--- START ---

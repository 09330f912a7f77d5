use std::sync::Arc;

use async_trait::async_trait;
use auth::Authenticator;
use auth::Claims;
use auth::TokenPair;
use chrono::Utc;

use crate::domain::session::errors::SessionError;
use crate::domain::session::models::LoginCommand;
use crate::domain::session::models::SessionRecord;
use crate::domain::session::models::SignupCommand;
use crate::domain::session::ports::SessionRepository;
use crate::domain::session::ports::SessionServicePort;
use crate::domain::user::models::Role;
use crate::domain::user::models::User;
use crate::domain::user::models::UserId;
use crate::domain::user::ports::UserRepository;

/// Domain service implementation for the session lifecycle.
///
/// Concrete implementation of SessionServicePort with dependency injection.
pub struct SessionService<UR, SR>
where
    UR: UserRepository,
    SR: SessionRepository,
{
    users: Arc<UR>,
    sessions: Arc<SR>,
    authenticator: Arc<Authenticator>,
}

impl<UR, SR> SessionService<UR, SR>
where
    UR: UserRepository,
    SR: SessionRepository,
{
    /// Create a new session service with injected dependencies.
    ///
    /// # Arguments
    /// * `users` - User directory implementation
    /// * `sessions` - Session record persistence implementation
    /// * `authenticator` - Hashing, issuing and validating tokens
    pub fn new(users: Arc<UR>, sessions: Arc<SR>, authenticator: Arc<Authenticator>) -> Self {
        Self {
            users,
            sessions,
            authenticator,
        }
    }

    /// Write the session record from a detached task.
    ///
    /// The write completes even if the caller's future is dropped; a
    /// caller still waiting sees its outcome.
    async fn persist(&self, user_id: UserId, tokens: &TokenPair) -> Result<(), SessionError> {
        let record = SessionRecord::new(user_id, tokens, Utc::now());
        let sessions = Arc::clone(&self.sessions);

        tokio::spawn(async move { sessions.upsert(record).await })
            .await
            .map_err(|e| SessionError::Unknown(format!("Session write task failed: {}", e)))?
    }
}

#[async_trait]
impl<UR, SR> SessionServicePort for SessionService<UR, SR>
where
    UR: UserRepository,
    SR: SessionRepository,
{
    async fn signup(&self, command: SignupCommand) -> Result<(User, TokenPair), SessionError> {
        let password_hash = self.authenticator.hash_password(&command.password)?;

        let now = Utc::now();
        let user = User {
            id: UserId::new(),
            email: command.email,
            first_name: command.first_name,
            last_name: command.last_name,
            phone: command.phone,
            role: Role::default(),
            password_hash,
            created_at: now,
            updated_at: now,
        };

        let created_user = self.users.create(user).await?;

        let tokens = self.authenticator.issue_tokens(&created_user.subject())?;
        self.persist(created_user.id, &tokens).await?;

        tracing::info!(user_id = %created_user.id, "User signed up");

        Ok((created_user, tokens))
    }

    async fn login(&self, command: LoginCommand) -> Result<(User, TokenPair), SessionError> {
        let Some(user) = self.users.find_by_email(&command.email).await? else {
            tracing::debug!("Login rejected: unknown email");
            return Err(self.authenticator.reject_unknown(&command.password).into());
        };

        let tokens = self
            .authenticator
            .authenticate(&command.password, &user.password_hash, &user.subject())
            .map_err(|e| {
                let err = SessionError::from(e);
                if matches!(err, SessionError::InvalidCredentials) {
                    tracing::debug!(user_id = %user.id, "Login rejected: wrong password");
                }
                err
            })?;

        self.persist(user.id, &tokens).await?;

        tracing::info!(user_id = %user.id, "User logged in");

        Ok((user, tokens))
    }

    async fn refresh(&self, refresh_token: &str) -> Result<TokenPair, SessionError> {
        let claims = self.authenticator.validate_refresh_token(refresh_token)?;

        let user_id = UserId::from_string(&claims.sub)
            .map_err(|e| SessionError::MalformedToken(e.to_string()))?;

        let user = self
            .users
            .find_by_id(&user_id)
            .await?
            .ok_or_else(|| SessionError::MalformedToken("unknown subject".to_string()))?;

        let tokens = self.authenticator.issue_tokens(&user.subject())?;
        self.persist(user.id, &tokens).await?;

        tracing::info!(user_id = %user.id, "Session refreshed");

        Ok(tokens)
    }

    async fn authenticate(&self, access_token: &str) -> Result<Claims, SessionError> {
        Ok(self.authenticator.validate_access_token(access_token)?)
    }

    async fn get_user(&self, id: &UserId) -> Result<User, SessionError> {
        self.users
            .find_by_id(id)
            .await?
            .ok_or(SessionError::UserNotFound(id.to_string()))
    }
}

--- END ---
--- START ---

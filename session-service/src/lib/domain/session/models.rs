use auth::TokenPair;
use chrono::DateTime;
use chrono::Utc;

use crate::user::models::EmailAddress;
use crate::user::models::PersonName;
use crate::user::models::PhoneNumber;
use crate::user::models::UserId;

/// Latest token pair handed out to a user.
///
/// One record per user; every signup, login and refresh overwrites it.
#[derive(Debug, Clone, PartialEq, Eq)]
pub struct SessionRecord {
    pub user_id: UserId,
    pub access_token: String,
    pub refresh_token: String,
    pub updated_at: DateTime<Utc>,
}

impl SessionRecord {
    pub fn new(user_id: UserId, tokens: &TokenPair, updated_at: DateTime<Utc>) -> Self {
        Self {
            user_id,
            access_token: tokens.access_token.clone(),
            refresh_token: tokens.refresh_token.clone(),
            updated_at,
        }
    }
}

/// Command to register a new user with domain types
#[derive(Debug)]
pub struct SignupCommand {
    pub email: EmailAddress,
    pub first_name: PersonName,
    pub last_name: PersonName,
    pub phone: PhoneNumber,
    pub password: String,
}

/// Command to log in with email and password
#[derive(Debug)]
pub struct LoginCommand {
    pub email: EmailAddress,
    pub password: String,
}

--- END ---

[What to produce]:
Your answer should be one number: the count of lines holding "caller" in the listing.

[Completed task]:
2